Department of Computer Science & IT, University of Azad Jammu and Kashmir, King Abdullah Campus, Muzaffarabad 13100, AJK, Pakistan.
College of Computer Science & Engineering, University of Jeddah, Jeddah 23890, Saudi Arabia.
Math Biosci Eng. 2021 Mar 2;18(3):1992-2009. doi: 10.3934/mbe.2021104.
Accurate prediction of particulate matter (PM) using time series data is a challenging task. The recent advancements in sensor technology, computing devices, nonlinear computational tools, and machine learning (ML) approaches provide new opportunities for robust prediction of PM concentrations. In this study, we develop a hybrid model for forecasting PM and PM based on the multiscale characterization and ML techniques. At first, we use the empirical mode decomposition (EMD) algorithm for multiscale characterization of PM and PM by decomposing the original time series into numerous intrinsic mode functions (IMFs). Different individual ML algorithms such as random forest (RF), support vector regressor (SVR), k-nearest neighbors (kNN), feed forward neural network (FFNN), and AdaBoost are then used to develop EMD-ML models. The air quality time series data from Masfalah air station Makkah, Saudi Arabia are utilized for validating the EMD-ML models, and results are compared with non-hybrid ML models. The PMs (PM and PM) concentrations data of Dehli, India are also utilized for validating the EMD-ML models. The performance of each model is evaluated using root mean square error (RMSE) and mean absolute error (MAE). The average bias in the predictive model is estimated using mean bias error (MBE). Obtained results reveal that EMD-FFNN model provides the lowest error rate for both PM (RMSE = 12.25 and MAE = 7.43) and PM (RMSE = 4.81 and MAE = 3.02) using Misfalah, Makkah data whereas EMD-kNN model provides the lowest error rate for PM (RMSE = 20.56 and MAE = 12.87) and EMD-AdaBoost provides the lowest error rate for PM (RMSE = 15.29 and MAE = 9.45) using Dehli, India data. The findings also reveal that EMD-ML models can be effectively used in forecasting PM mass concentrations and to develop rapid air quality warning systems.
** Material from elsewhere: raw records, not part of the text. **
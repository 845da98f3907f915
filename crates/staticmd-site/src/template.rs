//! Page template filling.

use staticmd_config::TemplateConfig;
use staticmd_core::{Result, StaticmdError};
use std::path::Path;

/// An HTML page template with title and content placeholders.
#[derive(Debug, Clone, PartialEq, Eq)]
pub struct Template {
    text: String,
    placeholders: TemplateConfig,
}

impl Template {
    /// Create a template from its text.
    ///
    /// Fails with [`StaticmdError::Template`] if the content placeholder
    /// does not appear in `text`. The title placeholder is optional.
    pub fn new(text: impl Into<String>, placeholders: TemplateConfig) -> Result<Self> {
        let text = text.into();
        if !text.contains(&placeholders.content) {
            return Err(StaticmdError::Template(format!(
                "template has no {} placeholder",
                placeholders.content
            )));
        }
        Ok(Self { text, placeholders })
    }

    /// Read a template file.
    pub fn load(path: &Path, placeholders: TemplateConfig) -> Result<Self> {
        let text = std::fs::read_to_string(path)?;
        Self::new(text, placeholders).map_err(|e| match e {
            StaticmdError::Template(msg) => {
                StaticmdError::Template(format!("{}: {}", path.display(), msg))
            }
            other => other,
        })
    }

    /// Fill in a page and point root-relative links at `base_path`.
    ///
    /// Every `src="/` and `href="/` in the result, whether from the
    /// template or from the page content, is rewritten to start with
    /// `base_path` instead of `/`.
    pub fn render(&self, title: &str, content: &str, base_path: &str) -> String {
        self.fill(title, content)
            .replace("src=\"/", &format!("src=\"{}", base_path))
            .replace("href=\"/", &format!("href=\"{}", base_path))
    }

    /// Substitute both placeholders in one left-to-right pass, so text
    /// inserted for one is never searched for the other.
    fn fill(&self, title: &str, content: &str) -> String {
        let fills = [
            (self.placeholders.title.as_str(), title),
            (self.placeholders.content.as_str(), content),
        ];
        let mut out = String::with_capacity(self.text.len() + title.len() + content.len());
        let mut rest = self.text.as_str();

        loop {
            let next = fills
                .iter()
                .filter(|(placeholder, _)| !placeholder.is_empty())
                .filter_map(|&(placeholder, value)| {
                    rest.find(placeholder).map(|at| (at, placeholder, value))
                })
                .min_by_key(|&(at, _, _)| at);

            match next {
                Some((at, placeholder, value)) => {
                    out.push_str(&rest[..at]);
                    out.push_str(value);
                    rest = &rest[at + placeholder.len()..];
                }
                None => {
                    out.push_str(rest);
                    return out;
                }
            }
        }
    }
}

#[cfg(test)]
mod tests {
    use super::*;

    const PAGE: &str = "<title>{{ Title }}</title><link href=\"/index.css\"><body>{{ Content }}</body>";

    #[test]
    fn test_render() {
        let template = Template::new(PAGE, TemplateConfig::default()).unwrap();
        assert_eq!(
            template.render("Home", "<div><p>hi</p></div>", "/"),
            "<title>Home</title><link href=\"/index.css\"><body><div><p>hi</p></div></body>"
        );
    }

    #[test]
    fn test_render_rewrites_base_path() {
        let template = Template::new(PAGE, TemplateConfig::default()).unwrap();
        let html = template.render(
            "Home",
            "<div><img src=\"/images/a.png\" alt=\"a\"><a href=\"/blog\">b</a><a href=\"https://x.dev\">x</a></div>",
            "/site/",
        );
        assert!(html.contains("<link href=\"/site/index.css\">"));
        assert!(html.contains("src=\"/site/images/a.png\""));
        assert!(html.contains("href=\"/site/blog\""));
        assert!(html.contains("href=\"https://x.dev\""));
    }

    #[test]
    fn test_custom_placeholders() {
        let placeholders = TemplateConfig {
            title: "%T%".to_string(),
            content: "%C%".to_string(),
        };
        let template = Template::new("<h1>%T%</h1>%C%", placeholders).unwrap();
        assert_eq!(template.render("A", "B", "/"), "<h1>A</h1>B");
    }

    #[test]
    fn test_missing_content_placeholder() {
        let err = Template::new("<title>{{ Title }}</title>", TemplateConfig::default()).unwrap_err();
        assert!(matches!(err, StaticmdError::Template(_)));
    }

    #[test]
    fn test_title_containing_content_placeholder() {
        let template = Template::new(PAGE, TemplateConfig::default()).unwrap();
        let html = template.render("About {{ Content }}", "<div>body</div>", "/");
        assert_eq!(
            html,
            "<title>About {{ Content }}</title><link href=\"/index.css\"><body><div>body</div></body>"
        );
    }

    #[test]
    fn test_content_containing_title_placeholder() {
        let template = Template::new(PAGE, TemplateConfig::default()).unwrap();
        let html = template.render("Home", "<p>{{ Title }}</p>", "/");
        assert!(html.ends_with("<body><p>{{ Title }}</p></body>"));
    }

    #[test]
    fn test_repeated_placeholders() {
        let template = Template::new("{{ Title }}|{{ Content }}|{{ Title }}", TemplateConfig::default()).unwrap();
        assert_eq!(template.render("T", "C", "/"), "T|C|T");
    }
}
使用时间序列数据准确预测颗粒物(PM)是一项具有挑战性的任务。传感器技术、计算设备、非线性计算工具和机器学习(ML)方法的最新进展为 PM 浓度的稳健预测提供了新的机会。在这项研究中,我们开发了一种基于多尺度特征和 ML 技术的 PM 和 PM 预测的混合模型。首先,我们使用经验模态分解(EMD)算法对 PM 和 PM 的多尺度特征进行分解,将原始时间序列分解为多个固有模态函数(IMF)。然后,使用不同的单个 ML 算法,如随机森林(RF)、支持向量回归(SVR)、k-最近邻(kNN)、前馈神经网络(FFNN)和 AdaBoost 来开发 EMD-ML 模型。利用沙特阿拉伯麦加的 Masfalah 空气站的空气质量时间序列数据对 EMD-ML 模型进行验证,并将结果与非混合 ML 模型进行比较。还利用印度德里的 PMs(PM 和 PM)浓度数据对 EMD-ML 模型进行验证。使用均方根误差(RMSE)和平均绝对误差(MAE)评估每个模型的性能。使用平均偏差误差(MBE)估计预测模型的平均偏差。结果表明,对于麦加的 Misfalah 数据,EMD-FFNN 模型在 PM(RMSE=12.25,MAE=7.43)和 PM(RMSE=4.81,MAE=3.02)方面提供了最低的误差率,而对于 PM(RMSE=20.56,MAE=12.87)和 PM(RMSE=15.29,MAE=9.45)方面,EMD-kNN 模型提供了最低的误差率。研究结果还表明,EMD-ML 模型可有效地用于预测 PM 质量浓度,并开发快速空气质量预警系统。